//! Spearman rank-correlation sequencing strategy.

use gammarec_core::{EventType, RawEvent, ReseId, NO_QUALITY_FACTOR};

use crate::error::Result;
use crate::strategy::SequencingStrategy;
use crate::tracker::Tracker;

/// Scores hypotheses like [`PearsonStrategy`](crate::PearsonStrategy)
/// but with Spearman rank correlations, making the score robust against
/// outlier energy deposits. A designated vertex is accepted as a pair as
/// soon as both branches are scored.
#[derive(Debug, Clone, Copy, Default)]
pub struct RankStrategy;

impl RankStrategy {
    fn folded_track_score(event: &mut RawEvent) -> Result<f64> {
        let mut remainder = 1.0;
        for track in event.tracks() {
            let score = event.track(track)?.spearman_rank_correlation();
            event.track_data_mut(track)?.quality_factor = score;
            remainder *= 1.0 - score;
        }
        Ok(1.0 - remainder)
    }
}

impl SequencingStrategy for RankStrategy {
    fn name(&self) -> &'static str {
        "rank"
    }

    fn evaluate_track(&self, event: &mut RawEvent, track: ReseId) -> Result<()> {
        let score = event.track(track)?.spearman_rank_correlation();
        event.track_data_mut(track)?.quality_factor = score;
        Ok(())
    }

    fn evaluate_tracks(&self, tracker: &Tracker, event: &mut RawEvent) -> Result<()> {
        if event.vertex().is_some() {
            let mut remainder = 1.0;
            for track in [event.electron_track(), event.positron_track()]
                .into_iter()
                .flatten()
            {
                let score = event.track(track)?.spearman_rank_correlation();
                event.track_data_mut(track)?.quality_factor = score;
                remainder *= 1.0 - score;
            }
            event.set_event_type(EventType::Pair);
            event.set_good(true);
            event.set_pair_quality_factor(1.0 - remainder);
            return Ok(());
        }

        let folded = Self::folded_track_score(event)?;
        event.set_track_quality_factor(tracker.geometry_score(event) + folded);
        event.set_pair_quality_factor(NO_QUALITY_FACTOR);
        tracker.classify_sequenced_event(event);
        Ok(())
    }
}

#[cfg(test)]
mod tests {
    use super::*;
    use approx::assert_relative_eq;
    use gammarec_core::{DetectorType, Hit, VolumeId};
    use nalgebra::Vector3;

    fn straight_track_event() -> (RawEvent, ReseId) {
        let mut event = RawEvent::new();
        let mut previous = None;
        let mut ids = Vec::new();
        for i in 0..5 {
            let id = event.add_hit(
                Hit::new(Vector3::new(0.0, 0.0, -f64::from(i)), 100.0 + 10.0 * f64::from(i))
                    .with_detector(DetectorType::Strip2D)
                    .with_volume(VolumeId(1)),
            );
            if let Some(previous) = previous {
                event.link(previous, id);
            }
            previous = Some(id);
            ids.push(id);
        }
        event.create_tracks().unwrap();
        let track = event.tracks()[0];
        event.set_track_start(track, ids[0]).unwrap();
        event.set_track_stop(track, ids[4]).unwrap();
        (event, track)
    }

    #[test]
    fn test_rising_energies_rank_perfectly() {
        // five members stay below the angle-correlation threshold, so the
        // score is (1 - rank_correlation)/2 = 0 for rising energies
        let (mut event, track) = straight_track_event();
        let strategy = RankStrategy;
        strategy.evaluate_track(&mut event, track).unwrap();
        let score = event.track_data(track).unwrap().quality_factor;
        assert_relative_eq!(score, 0.0, epsilon = 1e-9);
    }

    #[test]
    fn test_folded_score_bounded() {
        let (mut event, _) = straight_track_event();
        let folded = RankStrategy::folded_track_score(&mut event).unwrap();
        assert!((0.0..=1.0).contains(&folded));
    }
}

◆ ◆ ◆

Activity:
Wherever a line in the entries holds "DetectorType", copy that line.

Written response:
    use gammarec_core::{DetectorType, Hit, VolumeId};
                    .with_detector(DetectorType::Strip2D)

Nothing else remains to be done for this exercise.